Collected data entries:
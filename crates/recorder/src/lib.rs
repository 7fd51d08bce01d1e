//! # Recorder
//!
//! Persists detection events and feeds the dashboard queue.
//!
//! - [`EventSink`]: worker consuming the pipeline's event channel
//! - [`SqliteDetectionStore`]: `detections` + `device_state` tables
//! - [`FsImageStore`]: dated JPEG snapshots with bounded base64 export

pub mod error;
pub mod images;
pub mod metrics;
pub mod sink;
pub mod store;

pub use error::{RecorderError, Result};
pub use images::FsImageStore;
pub use metrics::{SinkMetrics, SinkMetricsSnapshot};
pub use sink::{EventSink, EventSinkConfig};
pub use store::SqliteDetectionStore;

Assigned task: Would you restate the entries word for word, omitting none?

Exercise result:
filename crates/recorder/src/lib.rs
repository 7fd51d08bce01d1e
//! # Recorder
//!
//! Persists detection events and feeds the dashboard queue.
//!
//! - [`EventSink`]: worker consuming the pipeline's event channel
//! - [`SqliteDetectionStore`]: `detections` + `device_state` tables
//! - [`FsImageStore`]: dated JPEG snapshots with bounded base64 export

pub mod error;
pub mod images;
pub mod metrics;
pub mod sink;
pub mod store;

pub use error::{RecorderError, Result};
pub use images::FsImageStore;
pub use metrics::{SinkMetrics, SinkMetricsSnapshot};
pub use sink::{EventSink, EventSinkConfig};
pub use store::SqliteDetectionStore;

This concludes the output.